**PROBLEM TO SOLVE:** Every entry, exactly as given, must be retyped.

# # # # # # #

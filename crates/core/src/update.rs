//! Validation of the free-form update payload accepted by `POST /fix`.
//!
//! The payload is `{ "table": ..., "name": ..., <column>: <value>, ... }`.
//! Every key other than `table` and `name` is a column change. Parsing is
//! done up front so that a rejected payload never reaches the database.

use serde_json::{Map, Value};

use crate::error::CoreError;
use crate::hero::HeroTable;

/// Body key naming the table to update.
pub const TABLE_KEY: &str = "table";

/// Body key carrying the alias of the hero to update.
pub const NAME_KEY: &str = "name";

/// A typed value for one column change.
#[derive(Debug, Clone, PartialEq, Eq)]
pub enum FieldValue {
    /// A nullable text column.
    Text(Option<String>),
    /// An integer rating.
    Int(i32),
}

/// One column change. `column` always comes from the table's allow-list.
#[derive(Debug, Clone, PartialEq, Eq)]
pub struct FieldChange {
    pub column: &'static str,
    pub value: FieldValue,
}

/// A validated update request.
#[derive(Debug, Clone, PartialEq, Eq)]
pub struct HeroUpdate {
    pub table: HeroTable,
    /// Alias of the hero to update, matched case-insensitively.
    pub alias: String,
    /// Column changes, ordered by column name.
    pub changes: Vec<FieldChange>,
}

impl HeroUpdate {
    /// Parse and validate an update body.
    ///
    /// Fails with [`CoreError::Validation`] when `table` or `name` is missing
    /// or blank, when there is no column change, when the table is unknown,
    /// when a column is not updatable on that table, or when a value has the
    /// wrong type for its column.
    pub fn from_json(body: &Value) -> Result<Self, CoreError> {
        let object = body
            .as_object()
            .ok_or_else(|| CoreError::Validation("update body must be a JSON object".into()))?;

        let table = required_string(object, TABLE_KEY)?;
        let alias = required_string(object, NAME_KEY)?;

        let requested: Vec<(&String, &Value)> = object
            .iter()
            .filter(|(key, _)| key.as_str() != TABLE_KEY && key.as_str() != NAME_KEY)
            .collect();
        if requested.is_empty() {
            return Err(CoreError::Validation(
                "at least one column to update is required".into(),
            ));
        }

        let table = HeroTable::from_str(table)?;

        let mut changes = requested
            .into_iter()
            .map(|(key, value)| parse_change(table, key, value))
            .collect::<Result<Vec<_>, _>>()?;
        changes.sort_by_key(|change| change.column);

        Ok(Self {
            table,
            alias: alias.to_string(),
            changes,
        })
    }
}

fn required_string<'a>(object: &'a Map<String, Value>, key: &str) -> Result<&'a str, CoreError> {
    match object.get(key).and_then(Value::as_str) {
        Some(s) if !s.trim().is_empty() => Ok(s),
        _ => Err(CoreError::Validation(format!("{key} is required"))),
    }
}

fn parse_change(table: HeroTable, key: &str, value: &Value) -> Result<FieldChange, CoreError> {
    let column = table
        .updatable_columns()
        .iter()
        .copied()
        .find(|column| *column == key)
        .ok_or_else(|| {
            CoreError::Validation(format!(
                "Column '{key}' cannot be updated on table '{table}'. Must be one of: {}",
                table.updatable_columns().join(", ")
            ))
        })?;

    let value = match table {
        HeroTable::Hero => match value {
            Value::String(s) => FieldValue::Text(Some(s.clone())),
            Value::Null => FieldValue::Text(None),
            _ => return Err(type_error(key, "a string or null")),
        },
        HeroTable::Stats => {
            let n = value
                .as_i64()
                .and_then(|n| i32::try_from(n).ok())
                .ok_or_else(|| type_error(key, "a 32-bit integer"))?;
            FieldValue::Int(n)
        }
        HeroTable::Affiliation => match value {
            Value::String(s) => FieldValue::Text(Some(s.clone())),
            _ => return Err(type_error(key, "a string")),
        },
    };

    Ok(FieldChange { column, value })
}

fn type_error(key: &str, expected: &str) -> CoreError {
    CoreError::Validation(format!("Value for '{key}' must be {expected}"))
}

# # # # # # #

**WORKED SOLUTION:**
filename crates/core/src/update.rs
//! Validation of the free-form update payload accepted by `POST /fix`.
//!
//! The payload is `{ "table": ..., "name": ..., <column>: <value>, ... }`.
//! Every key other than `table` and `name` is a column change. Parsing is
//! done up front so that a rejected payload never reaches the database.

use serde_json::{Map, Value};

use crate::error::CoreError;
use crate::hero::HeroTable;

/// Body key naming the table to update.
pub const TABLE_KEY: &str = "table";

/// Body key carrying the alias of the hero to update.
pub const NAME_KEY: &str = "name";

/// A typed value for one column change.
#[derive(Debug, Clone, PartialEq, Eq)]
pub enum FieldValue {
    /// A nullable text column.
    Text(Option<String>),
    /// An integer rating.
    Int(i32),
}

/// One column change. `column` always comes from the table's allow-list.
#[derive(Debug, Clone, PartialEq, Eq)]
pub struct FieldChange {
    pub column: &'static str,
    pub value: FieldValue,
}

/// A validated update request.
#[derive(Debug, Clone, PartialEq, Eq)]
pub struct HeroUpdate {
    pub table: HeroTable,
    /// Alias of the hero to update, matched case-insensitively.
    pub alias: String,
    /// Column changes, ordered by column name.
    pub changes: Vec<FieldChange>,
}

impl HeroUpdate {
    /// Parse and validate an update body.
    ///
    /// Fails with [`CoreError::Validation`] when `table` or `name` is missing
    /// or blank, when there is no column change, when the table is unknown,
    /// when a column is not updatable on that table, or when a value has the
    /// wrong type for its column.
    pub fn from_json(body: &Value) -> Result<Self, CoreError> {
        let object = body
            .as_object()
            .ok_or_else(|| CoreError::Validation("update body must be a JSON object".into()))?;

        let table = required_string(object, TABLE_KEY)?;
        let alias = required_string(object, NAME_KEY)?;

        let requested: Vec<(&String, &Value)> = object
            .iter()
            .filter(|(key, _)| key.as_str() != TABLE_KEY && key.as_str() != NAME_KEY)
            .collect();
        if requested.is_empty() {
            return Err(CoreError::Validation(
                "at least one column to update is required".into(),
            ));
        }

        let table = HeroTable::from_str(table)?;

        let mut changes = requested
            .into_iter()
            .map(|(key, value)| parse_change(table, key, value))
            .collect::<Result<Vec<_>, _>>()?;
        changes.sort_by_key(|change| change.column);

        Ok(Self {
            table,
            alias: alias.to_string(),
            changes,
        })
    }
}

fn required_string<'a>(object: &'a Map<String, Value>, key: &str) -> Result<&'a str, CoreError> {
    match object.get(key).and_then(Value::as_str) {
        Some(s) if !s.trim().is_empty() => Ok(s),
        _ => Err(CoreError::Validation(format!("{key} is required"))),
    }
}

fn parse_change(table: HeroTable, key: &str, value: &Value) -> Result<FieldChange, CoreError> {
    let column = table
        .updatable_columns()
        .iter()
        .copied()
        .find(|column| *column == key)
        .ok_or_else(|| {
            CoreError::Validation(format!(
                "Column '{key}' cannot be updated on table '{table}'. Must be one of: {}",
                table.updatable_columns().join(", ")
            ))
        })?;

    let value = match table {
        HeroTable::Hero => match value {
            Value::String(s) => FieldValue::Text(Some(s.clone())),
            Value::Null => FieldValue::Text(None),
            _ => return Err(type_error(key, "a string or null")),
        },
        HeroTable::Stats => {
            let n = value
                .as_i64()
                .and_then(|n| i32::try_from(n).ok())
                .ok_or_else(|| type_error(key, "a 32-bit integer"))?;
            FieldValue::Int(n)
        }
        HeroTable::Affiliation => match value {
            Value::String(s) => FieldValue::Text(Some(s.clone())),
            _ => return Err(type_error(key, "a string")),
        },
    };

    Ok(FieldChange { column, value })
}

fn type_error(key: &str, expected: &str) -> CoreError {
    CoreError::Validation(format!("Value for '{key}' must be {expected}"))
}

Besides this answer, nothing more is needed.